Initial Margin
The initial margin is the minimum amount of capital required to open a futures position. Unlike traditional stock trading, where you must pay the full value of an asset, futures trading allows you to control a larger contract size with a fraction of the total cost.
How Does Initial Margin Work?
Before entering a trade, you must deposit the required initial margin in your account.
This acts as a performance bond, ensuring that you have enough funds to cover potential losses.
The initial margin is not a fixed amount—it varies based on multiple factors, including:
The specific futures contract being traded (each market has different margin requirements).
Market volatility (higher volatility may lead to higher margin requirements).
Exchange requirements (regulated by CME, ICE, or other futures exchanges).
Brokerage risk policies (some brokers set higher margin requirements than exchanges).
Example of Initial Margin
Let’s say the initial margin for a specific futures contract is $2,000. This means:
✔ You only need $2,000 in your account to open the position.
✔ Even though the contract’s total value may be much higher, you’re only required to deposit the initial margin to trade.
Why Is Initial Margin Important In Futures Trading?
✔ Ensures traders have sufficient funds to cover potential losses.
✔ Helps manage risk and prevent excessive leverage.
✔ Required by exchanges to maintain market stability.
Maintenance Margin
Maintenance margin is the minimum account balance required to keep a position open in your trading account. It ensures that traders have enough funds to cover potential losses and maintain their positions without being liquidated.
How Does Futures Maintenance Margin Work?
When you open a trade, you must meet the initial margin requirement (the amount needed to enter the position).
As the market fluctuates, your balance may increase or decrease based on your trade performance.
If your account balance falls below the maintenance margin, your broker may automatically close your position to prevent further losses.
Typical Futures Maintenance Margin Levels
Maintenance margin is usually 50% to 75% of the initial margin.

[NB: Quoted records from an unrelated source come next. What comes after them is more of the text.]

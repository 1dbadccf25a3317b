use serde::{Deserialize, Serialize};
use std::fs;
use std::path::{Path, PathBuf};
use std::time::Duration;

use crate::orchestration::{EngineConfig, DEFAULT_ORACLE_TIMEOUT_SECS};
use crate::{twlog_debug, Error, Result};

#[derive(Debug, Clone, PartialEq, Eq, Serialize, Deserialize, Default)]
pub struct Config {
    /// Oracle CLI command, `claude` when unset.
    pub command: Option<String>,
    pub model: Option<String>,
    /// Seconds per oracle call; 0 disables the bound.
    pub oracle_timeout_secs: Option<u64>,
    pub max_depth: Option<usize>,
    pub max_visits: Option<usize>,
}

impl Config {
    pub fn taskweave_dir() -> Result<PathBuf> {
        Ok(dirs::home_dir().ok_or(Error::NoHomeDir)?.join(".taskweave"))
    }

    pub fn config_path() -> Result<PathBuf> {
        Ok(Self::taskweave_dir()?.join("taskweave.toml"))
    }

    pub fn effective_command(&self) -> &str {
        self.command.as_deref().unwrap_or("claude")
    }

    pub fn oracle_timeout(&self) -> Option<Duration> {
        match self.oracle_timeout_secs.unwrap_or(DEFAULT_ORACLE_TIMEOUT_SECS) {
            0 => None,
            secs => Some(Duration::from_secs(secs)),
        }
    }

    pub fn engine_config(&self) -> EngineConfig {
        EngineConfig {
            oracle_timeout: self.oracle_timeout(),
            max_depth: self.max_depth,
            max_visits: self.max_visits,
        }
    }

    pub fn load() -> Result<Self> {
        Self::load_from(&Self::config_path()?)
    }

    pub fn load_from(path: &Path) -> Result<Self> {
        twlog_debug!("Config::load path={}", path.display());
        if !path.exists() {
            twlog_debug!("Config file not found, using defaults");
            return Ok(Self::default());
        }
        let config: Self = toml::from_str(&fs::read_to_string(path)?)?;
        if config.max_depth == Some(0) || config.max_visits == Some(0) {
            return Err(Error::Validation(
                "max_depth and max_visits must be at least 1".to_string(),
            ));
        }
        twlog_debug!(
            "Config loaded: command={:?}, model={:?}, timeout={:?}, max_depth={:?}, max_visits={:?}",
            config.command,
            config.model,
            config.oracle_timeout_secs,
            config.max_depth,
            config.max_visits
        );
        Ok(config)
    }

    pub fn save(&self) -> Result<()> {
        self.save_to(&Self::config_path()?)
    }

    pub fn save_to(&self, path: &Path) -> Result<()> {
        if let Some(dir) = path.parent() {
            if !dir.exists() {
                twlog_debug!("Creating config directory: {}", dir.display());
                fs::create_dir_all(dir)?;
            }
        }
        fs::write(path, toml::to_string_pretty(self)?)?;
        twlog_debug!("Config saved to {}", path.display());
        Ok(())
    }
}
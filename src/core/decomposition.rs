//! Wire format of a decomposition produced by the oracle.

use serde::{Deserialize, Serialize};
use serde_json::Value;

/// A node declared by a decomposition.
#[derive(Debug, Clone, PartialEq, Serialize, Deserialize)]
pub struct NodeSpec {
    /// Node id, used as the task name and goal.
    pub id: String,
    #[serde(default)]
    pub description: String,
    /// Declared reasoning type (`direct`, `decompose`, `type I`, `type II`).
    #[serde(rename = "type", default, skip_serializing_if = "Option::is_none")]
    pub kind: Option<String>,
    /// Conditional marker; its presence is what matters.
    #[serde(default, skip_serializing_if = "Option::is_none")]
    pub conditional: Option<Value>,
}

impl NodeSpec {
    pub fn new(id: &str, description: &str) -> Self {
        Self {
            id: id.to_string(),
            description: description.to_string(),
            kind: None,
            conditional: None,
        }
    }

    /// The marker counts unless it is explicitly `false`.
    pub fn is_conditional(&self) -> bool {
        !matches!(self.conditional, None | Some(Value::Null) | Some(Value::Bool(false)))
    }
}

/// A dependency edge between two declared nodes.
#[derive(Debug, Clone, PartialEq, Serialize, Deserialize)]
pub struct EdgeSpec {
    pub source: String,
    pub target: String,
    /// Branch condition under which `target` follows `source`.
    #[serde(default, skip_serializing_if = "Option::is_none")]
    pub condition: Option<String>,
}

impl EdgeSpec {
    pub fn new(source: &str, target: &str) -> Self {
        Self {
            source: source.to_string(),
            target: target.to_string(),
            condition: None,
        }
    }

    pub fn when(mut self, condition: &str) -> Self {
        self.condition = Some(condition.to_string());
        self
    }
}

/// A task graph described as nodes and edges.
#[derive(Debug, Clone, PartialEq, Serialize, Deserialize)]
pub struct Decomposition {
    /// Declared start node; falls back to the first edge's source.
    #[serde(default, skip_serializing_if = "Option::is_none")]
    pub start: Option<String>,
    pub nodes: Vec<NodeSpec>,
    pub edges: Vec<EdgeSpec>,
}

impl Decomposition {
    pub fn new(nodes: Vec<NodeSpec>, edges: Vec<EdgeSpec>) -> Self {
        Self {
            start: None,
            nodes,
            edges,
        }
    }

    pub fn starting_at(mut self, start: &str) -> Self {
        self.start = Some(start.to_string());
        self
    }
}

For example, if the initial margin for a contract is $1,000, the maintenance margin may be between $500 and $750.
Why Does Futures Maintenance Margin Matter?
✔ Helps manage risk and prevent excessive losses.
✔ Ensures you have enough funds to support open positions.
✔ Protects your account from being liquidated unexpectedly.
To avoid forced liquidations, always monitor your account balance and ensure it stays above the maintenance margin level.